Activity: The line containing "ColumnDef::new(Users::IsActive)" marks the end: output every line of the data up to it, and that line too, exactly as written.

━━ Exercise input

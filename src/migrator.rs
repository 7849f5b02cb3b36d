use anyhow::Result;
use sea_orm::{ConnectOptions, Database, DatabaseConnection};
use sea_orm_migration::prelude::*;
use std::time::Duration;

pub struct Migrator;

#[async_trait::async_trait]
impl MigratorTrait for Migrator {
    fn migrations() -> Vec<Box<dyn MigrationTrait>> {
        vec![
            Box::new(m20240101_000001_create_users_table::Migration),
            Box::new(m20240101_000002_create_items_table::Migration),
            Box::new(m20240101_000003_create_notifications_table::Migration),
        ]
    }
}

#[allow(elided_lifetimes_in_paths)]
mod m20240101_000001_create_users_table {
    use sea_orm_migration::prelude::*;

    pub struct Migration;

    impl MigrationName for Migration {
        fn name(&self) -> &str {
            "m20240101_000001_create_users_table"
        }
    }

    #[async_trait::async_trait]
    impl MigrationTrait for Migration {
        async fn up(&self, manager: &SchemaManager) -> Result<(), DbErr> {
            manager
                .create_table(
                    Table::create()
                        .table(Users::Table)
                        .if_not_exists()
                        .col(ColumnDef::new(Users::Id).uuid().not_null().primary_key())
                        .col(ColumnDef::new(Users::Email).string().not_null())
                        .col(ColumnDef::new(Users::Username).string().not_null())
                        .col(ColumnDef::new(Users::HashedPassword).string().not_null())
                        .col(
                            ColumnDef::new(Users::IsActive)
                                .boolean()
                                .not_null()
                                .default(true),
                        )
                        .col(
                            ColumnDef::new(Users::IsAdmin)
                                .boolean()
                                .not_null()
                                .default(false),
                        )
                        .col(
                            ColumnDef::new(Users::CreatedAt)
                                .timestamp_with_time_zone()
                                .not_null(),
                        )
                        .col(
                            ColumnDef::new(Users::UpdatedAt)
                                .timestamp_with_time_zone()
                                .not_null(),
                        )
                        .to_owned(),
                )
                .await?;

            manager
                .create_index(
                    Index::create()
                        .if_not_exists()
                        .name("idx_users_email")
                        .table(Users::Table)
                        .col(Users::Email)
                        .unique()
                        .to_owned(),
                )
                .await?;

            manager
                .create_index(
                    Index::create()
                        .if_not_exists()
                        .name("idx_users_username")
                        .table(Users::Table)
                        .col(Users::Username)
                        .unique()
                        .to_owned(),
                )
                .await
        }

        async fn down(&self, manager: &SchemaManager) -> Result<(), DbErr> {
            manager
                .drop_table(Table::drop().table(Users::Table).to_owned())
                .await
        }
    }

    #[derive(DeriveIden)]
    pub(super) enum Users {
        Table,
        Id,
        Email,
        Username,
        HashedPassword,
        IsActive,
        IsAdmin,
        CreatedAt,
        UpdatedAt,
    }
}

#[allow(elided_lifetimes_in_paths)]
mod m20240101_000002_create_items_table {
    use super::m20240101_000001_create_users_table::Users;
    use sea_orm_migration::prelude::*;

    pub struct Migration;

    impl MigrationName for Migration {
        fn name(&self) -> &str {
            "m20240101_000002_create_items_table"
        }
    }

    #[async_trait::async_trait]
    impl MigrationTrait for Migration {
        async fn up(&self, manager: &SchemaManager) -> Result<(), DbErr> {
            manager
                .create_table(
                    Table::create()
                        .table(Items::Table)
                        .if_not_exists()
                        .col(ColumnDef::new(Items::Id).uuid().not_null().primary_key())
                        .col(ColumnDef::new(Items::Name).string().not_null())
                        .col(ColumnDef::new(Items::Description).text().null())
                        .col(ColumnDef::new(Items::Sku).string().not_null())
                        .col(
                            ColumnDef::new(Items::Quantity)
                                .integer()
                                .not_null()
                                .default(0),
                        )
                        .col(
                            ColumnDef::new(Items::MinQuantity)
                                .integer()
                                .not_null()
                                .default(10),
                        )
                        .col(ColumnDef::new(Items::Category).string().null())
                        .col(ColumnDef::new(Items::Location).string().null())
                        .col(
                            ColumnDef::new(Items::CreatedAt)
                                .timestamp_with_time_zone()
                                .not_null(),
                        )
                        .col(
                            ColumnDef::new(Items::UpdatedAt)
                                .timestamp_with_time_zone()
                                .not_null(),
                        )
                        .col(ColumnDef::new(Items::CreatedBy).uuid().not_null())
                        .foreign_key(
                            ForeignKey::create()
                                .name("fk_items_created_by")
                                .from(Items::Table, Items::CreatedBy)
                                .to(Users::Table, Users::Id)
                                .on_delete(ForeignKeyAction::Restrict)
                                .on_update(ForeignKeyAction::Cascade),
                        )
                        .to_owned(),
                )
                .await?;

            manager
                .create_index(
                    Index::create()
                        .if_not_exists()
                        .name("idx_items_sku")
                        .table(Items::Table)
                        .col(Items::Sku)
                        .unique()
                        .to_owned(),
                )
                .await?;

            manager
                .create_index(
                    Index::create()
                        .if_not_exists()
                        .name("idx_items_name")
                        .table(Items::Table)
                        .col(Items::Name)
                        .to_owned(),
                )
                .await
        }

        async fn down(&self, manager: &SchemaManager) -> Result<(), DbErr> {
            manager
                .drop_table(Table::drop().table(Items::Table).to_owned())
                .await
        }
    }

    #[derive(DeriveIden)]
    pub(super) enum Items {
        Table,
        Id,
        Name,
        Description,
        Sku,
        Quantity,
        MinQuantity,
        Category,
        Location,
        CreatedAt,
        UpdatedAt,
        CreatedBy,
    }
}

#[allow(elided_lifetimes_in_paths)]
mod m20240101_000003_create_notifications_table {
    use super::m20240101_000001_create_users_table::Users;
    use super::m20240101_000002_create_items_table::Items;
    use sea_orm_migration::prelude::*;

    pub struct Migration;

    impl MigrationName for Migration {
        fn name(&self) -> &str {
            "m20240101_000003_create_notifications_table"
        }
    }

    #[async_trait::async_trait]
    impl MigrationTrait for Migration {
        async fn up(&self, manager: &SchemaManager) -> Result<(), DbErr> {
            manager
                .create_table(
                    Table::create()
                        .table(Notifications::Table)
                        .if_not_exists()
                        .col(
                            ColumnDef::new(Notifications::Id)
                                .uuid()
                                .not_null()
                                .primary_key(),
                        )
                        .col(ColumnDef::new(Notifications::UserId).uuid().not_null())
                        .col(ColumnDef::new(Notifications::ItemId).uuid().not_null())
                        .col(ColumnDef::new(Notifications::Message).text().not_null())
                        .col(
                            ColumnDef::new(Notifications::IsRead)
                                .boolean()
                                .not_null()
                                .default(false),
                        )
                        .col(
                            ColumnDef::new(Notifications::CreatedAt)
                                .timestamp_with_time_zone()
                                .not_null(),
                        )
                        .foreign_key(
                            ForeignKey::create()
                                .name("fk_notifications_user_id")
                                .from(Notifications::Table, Notifications::UserId)
                                .to(Users::Table, Users::Id)
                                .on_delete(ForeignKeyAction::Cascade)
                                .on_update(ForeignKeyAction::Cascade),
                        )
                        .foreign_key(
                            ForeignKey::create()
                                .name("fk_notifications_item_id")
                                .from(Notifications::Table, Notifications::ItemId)
                                .to(Items::Table, Items::Id)
                                .on_delete(ForeignKeyAction::Cascade)
                                .on_update(ForeignKeyAction::Cascade),
                        )
                        .to_owned(),
                )
                .await?;

            manager
                .create_index(
                    Index::create()
                        .if_not_exists()
                        .name("idx_notifications_user_id")
                        .table(Notifications::Table)
                        .col(Notifications::UserId)
                        .to_owned(),
                )
                .await
        }

        async fn down(&self, manager: &SchemaManager) -> Result<(), DbErr> {
            manager
                .drop_table(Table::drop().table(Notifications::Table).to_owned())
                .await
        }
    }

    #[derive(DeriveIden)]
    enum Notifications {
        Table,
        Id,
        UserId,
        ItemId,
        Message,
        IsRead,
        CreatedAt,
    }
}

/// Opens a short-lived pool for the migration CLI.
pub async fn connect_for_migrations(db_url: &str) -> Result<DatabaseConnection> {
    let mut opt = ConnectOptions::new(db_url);
    opt.max_connections(1)
        .min_connections(1)
        .connect_timeout(Duration::from_secs(30))
        .acquire_timeout(Duration::from_secs(30))
        .sqlx_logging(false);

    Ok(Database::connect(opt).await?)
}
use crate::{
    auth::CurrentUser,
    entities::notification,
    errors::ServiceError,
    AppState,
};
use axum::{
    extract::{
        rejection::{PathRejection, QueryRejection},
        Path, Query, State,
    },
    response::Response,
    Extension,
};
use serde::Deserialize;
use tracing::info;
use utoipa::IntoParams;
use uuid::Uuid;

use super::common::{no_content_response, success_response};

#[derive(Debug, Deserialize, Default, IntoParams)]
#[into_params(parameter_in = Query)]
pub struct ListNotificationsQuery {
    pub skip: Option<u64>,
    pub limit: Option<u64>,
    /// Only return notifications that have not been read
    #[serde(default)]
    pub unread_only: bool,
}

#[utoipa::path(
    get,
    path = "/notifications",
    params(ListNotificationsQuery),
    responses(
        (status = 200, description = "Caller's notifications, newest first", body = [notification::Model]),
        (status = 401, description = "Not authenticated", body = crate::errors::ErrorResponse)
    ),
    security(("bearer_auth" = [])),
    tag = "notifications"
)]
pub async fn list_notifications(
    State(state): State<AppState>,
    Extension(CurrentUser(current)): Extension<CurrentUser>,
    query: Result<Query<ListNotificationsQuery>, QueryRejection>,
) -> Result<Response, ServiceError> {
    let Query(query) = query?;
    let page = state
        .services
        .notifications
        .page_limits()
        .resolve(query.skip, query.limit);

    let found = state
        .services
        .notifications
        .list_for_user(current.id, query.unread_only, page)
        .await?;
    Ok(success_response(found))
}

#[utoipa::path(
    put,
    path = "/notifications/{id}/read",
    params(("id" = Uuid, Path, description = "Notification ID")),
    responses(
        (status = 200, description = "Notification marked as read", body = notification::Model),
        (status = 404, description = "No such notification for this user", body = crate::errors::ErrorResponse)
    ),
    security(("bearer_auth" = [])),
    tag = "notifications"
)]
pub async fn mark_notification_read(
    State(state): State<AppState>,
    Extension(CurrentUser(current)): Extension<CurrentUser>,
    id: Result<Path<Uuid>, PathRejection>,
) -> Result<Response, ServiceError> {
    let Path(id) = id?;
    let updated = state
        .services
        .notifications
        .mark_read(id, current.id)
        .await?;
    Ok(success_response(updated))
}

#[utoipa::path(
    put,
    path = "/notifications/read-all",
    responses(
        (status = 204, description = "Every notification of the caller is read"),
        (status = 401, description = "Not authenticated", body = crate::errors::ErrorResponse)
    ),
    security(("bearer_auth" = [])),
    tag = "notifications"
)]
pub async fn mark_all_notifications_read(
    State(state): State<AppState>,
    Extension(CurrentUser(current)): Extension<CurrentUser>,
) -> Result<Response, ServiceError> {
    let changed = state
        .services
        .notifications
        .mark_all_read(current.id)
        .await?;
    info!(user_id = %current.id, changed, "notifications marked read");
    Ok(no_content_response())
}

━━━━

Task solution:
filename src/migrator.rs
repository 7849f5b02cb3b36d
use anyhow::Result;
use sea_orm::{ConnectOptions, Database, DatabaseConnection};
use sea_orm_migration::prelude::*;
use std::time::Duration;

pub struct Migrator;

#[async_trait::async_trait]
impl MigratorTrait for Migrator {
    fn migrations() -> Vec<Box<dyn MigrationTrait>> {
        vec![
            Box::new(m20240101_000001_create_users_table::Migration),
            Box::new(m20240101_000002_create_items_table::Migration),
            Box::new(m20240101_000003_create_notifications_table::Migration),
        ]
    }
}

#[allow(elided_lifetimes_in_paths)]
mod m20240101_000001_create_users_table {
    use sea_orm_migration::prelude::*;

    pub struct Migration;

    impl MigrationName for Migration {
        fn name(&self) -> &str {
            "m20240101_000001_create_users_table"
        }
    }

    #[async_trait::async_trait]
    impl MigrationTrait for Migration {
        async fn up(&self, manager: &SchemaManager) -> Result<(), DbErr> {
            manager
                .create_table(
                    Table::create()
                        .table(Users::Table)
                        .if_not_exists()
                        .col(ColumnDef::new(Users::Id).uuid().not_null().primary_key())
                        .col(ColumnDef::new(Users::Email).string().not_null())
                        .col(ColumnDef::new(Users::Username).string().not_null())
                        .col(ColumnDef::new(Users::HashedPassword).string().not_null())
                        .col(
                            ColumnDef::new(Users::IsActive)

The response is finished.